As Jo Cambridge pointed out in the 1980s, dermatomyositis is different from polymyositis (another autoantibody-associated myopathy) in that there are significant numbers of B cell sin DM tissue but not PM. T cells go in to any inflammatory site so tell us nothing much. B cells don't, so there presence is interesting.
Treatments that specifically target T cells don't seem to be particularly effective for DM, and interferon receptor/JAK inhibitors are just starting to be investigated.

Yes, T cell targeting doesn't work. Rituximab produced remissions in at least some cases in the 2000s in our hands and Todd Levine's. I don't know what has happened since but I think rituximab is now a fairly standard treatment option. I don't think there is much doubt that the autoantibodies are pathogenic. Their targets correlate closely with pathological subtype. I don't think any one has found T cell reactivity to any of these, (although there is always someone who has a few clones that respond to whatever).

Autoantibodies in myositis mostly target proteins involved in protein synthesis - which makes sense since muscle is one of the tissue most dependent on daily protein synthesis in bulk. But DM is also charateristically associated with a vasculopathy that produces microvessel dilatation followed by local infarction, with regeneration, as seen in the classic nailfold lesions - distinct from scleroderma where regeneration fails.

The problem with an ex vivo mouse muscle system like this is that all the usual co-mediators like complement and endothelial adhesion molecules are factored out.

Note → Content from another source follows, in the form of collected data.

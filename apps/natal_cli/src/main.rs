use clap::Parser;
use natal::ephemeris::{EphemerisOracle, SnapshotOracle};
use natal::layout::ChartLayout;
use natal::NatalChart;
use serde::Serialize;
use std::path::PathBuf;

#[derive(Parser, Debug)]
#[command(author, version, about = "Compute natal chart facts and wheel layout from an ephemeris snapshot")]
struct Args {
    #[arg(help = "Path to a snapshot JSON file (single object or array)")]
    snapshot: PathBuf,

    /// Chart size in pixels; overrides render.chart_size from the config.
    #[arg(long)]
    size: Option<f64>,

    #[arg(long)]
    config: Option<PathBuf>,

    /// Skip the layout and print only the chart facts.
    #[arg(long, default_value_t = false)]
    facts_only: bool,

    #[arg(long, default_value_t = false)]
    pretty: bool,
}

#[derive(Serialize)]
struct Output<'a> {
    facts: &'a NatalChart,
    #[serde(skip_serializing_if = "Option::is_none")]
    layout: Option<ChartLayout>,
}

/// Build the chart described by `args` and render it as JSON.
fn run(args: &Args) -> anyhow::Result<String> {
    let config = natal_config::load_config(args.config.as_deref())?;
    match &config.source {
        Some(path) => log::info!("config loaded from {}", path.display()),
        None => log::info!("using built-in layout defaults"),
    }

    let oracle = SnapshotOracle::from_path(&args.snapshot)?;
    let recorded = oracle
        .snapshots()
        .first()
        .ok_or_else(|| anyhow::anyhow!("{} contains no snapshots", args.snapshot.display()))?;
    let snapshot = oracle.snapshot(recorded.instant, recorded.location)?;

    let chart = NatalChart::from_snapshot(&snapshot)?;
    log::info!(
        "chart for {}: {} planets, {} aspects",
        chart.instant,
        chart.planets.len(),
        chart.aspects.len()
    );

    let layout = if args.facts_only {
        None
    } else {
        let size = args.size.unwrap_or(config.chart_size);
        Some(chart.layout(size, &config.layout)?)
    };

    let output = Output {
        facts: &chart,
        layout,
    };
    let json = if args.pretty {
        serde_json::to_string_pretty(&output)?
    } else {
        serde_json::to_string(&output)?
    };
    Ok(json)
}

fn main() -> anyhow::Result<()> {
    env_logger::Builder::from_env(env_logger::Env::default().default_filter_or("info")).init();
    let args = Args::parse();
    println!("{}", run(&args)?);
    Ok(())
}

I suspect that in the human autoantibodies poison cells, leading to structural failure in muscle and vessels because of blocking of protein based repair. In vivo in humans endothelial cells are exposed to 10 times as much antibody as other cells, which probably explains why vasculopathy is so often a feature of non-organ specific autoimmunity. That would not apply to a model without functional vessels. It all gets a bit irrelevant I think.

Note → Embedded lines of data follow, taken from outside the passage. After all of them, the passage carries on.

//! Planet glyph placement with declutter.
//!
//! Planets sharing a sign and a `band_width` band are fanned out around their
//! true position: member `k` of a group of `m` is shifted by
//! `(k - (m-1)/2) * spread_factor * 30°` and pushed outward by `k` radial steps.

use crate::layout::types::{LayoutSettings, PlanetGlyphPosition};
use crate::layout::wheel::segment_start_angle;
use crate::zodiac::{PlanetPosition, Sign, SIGN_SPAN};
use std::collections::HashMap;

/// Declutter bucket: (sign index, band index within the sign).
pub type BandKey = (usize, i64);

pub fn band_key(planet: &PlanetPosition, band_width: f64) -> BandKey {
    (
        planet.sign.index(),
        (planet.degree_in_sign / band_width).floor() as i64,
    )
}

/// Angular offset for member `k` of a group of `m`.
pub fn group_offset(k: usize, m: usize, spread_factor: f64) -> f64 {
    (k as f64 - (m as f64 - 1.0) / 2.0) * spread_factor * SIGN_SPAN
}

/// Glyph positions for `planets`, in input order.
pub fn place_planets(
    ascendant: Sign,
    planets: &[PlanetPosition],
    chart_size: f64,
    settings: &LayoutSettings,
) -> Vec<PlanetGlyphPosition> {
    let keys: Vec<BandKey> = planets
        .iter()
        .map(|p| band_key(p, settings.band_width))
        .collect();

    let mut group_sizes: HashMap<BandKey, usize> = HashMap::new();
    for key in &keys {
        *group_sizes.entry(*key).or_insert(0) += 1;
    }

    let half = chart_size / 2.0;
    let mut seen: HashMap<BandKey, usize> = HashMap::new();

    planets
        .iter()
        .zip(&keys)
        .map(|(planet, key)| {
            let slot = seen.entry(*key).or_insert(0);
            let k = *slot;
            *slot += 1;
            let m = group_sizes.get(key).copied().unwrap_or(1);

            let angle = segment_start_angle(planet.sign, ascendant)
                + planet.degree_in_sign
                + group_offset(k, m, settings.spread_factor);
            let radius = half * (settings.glyph_ratio + k as f64 * settings.radial_step_ratio);
            let theta = angle.to_radians();

            PlanetGlyphPosition {
                planet: planet.planet.clone(),
                symbol: planet.body().map(|b| b.symbol().to_string()),
                x: half + radius * theta.cos(),
                y: half + radius * theta.sin(),
                radius,
                angle,
            }
        })
        .collect()
}

#[cfg(test)]
mod tests {
    use super::*;

    #[test]
    fn test_group_offset_is_centered() {
        assert_eq!(group_offset(0, 1, 0.2), 0.0);
        assert!((group_offset(0, 3, 0.2) + 6.0).abs() < 1e-9);
        assert!(group_offset(1, 3, 0.2).abs() < 1e-9);
        assert!((group_offset(2, 3, 0.2) - 6.0).abs() < 1e-9);
    }

    #[test]
    fn test_band_key() {
        let p = PlanetPosition::new("mars", Sign::Gemini, 14.9, false);
        assert_eq!(band_key(&p, 5.0), (2, 2));
    }
}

There seems to be some kind of a batch issue

Well spotted, I am not surprised. I am doubtful that this sort of experiment has ever really moved our understanding forward.
 
Well spotted, I am not surprised. I am doubtful that this sort of experiment has ever really moved our understanding forward.
I’m interested in it due to overlap with the Mughal study and the other “something in the blood” studies on muscle culture. Those studies may not tell us much about muscle functioning in ME/CFS either. But this abstract, even if it might have technical issues, means that there is a plausible link between interferon and muscle cell function so it’s a plausible candidate for what the “thing in the blood” might’ve been.

That’s one of the things I had wondered about the Ryback replication—it copied Fluge and Mella’s study to a T, except for actively encouraging participants to reschedule if they weren’t feeling well. Which, being someone already interested in interferon, makes me wonder if that’s why they got a negative result. Since collecting samples during PEM is a logistical nightmare, it might be more feasible to just do what this study did, and see if artificial IFNa + IFNb replicates the mitochondrial findings from the original Fluge and Mella study.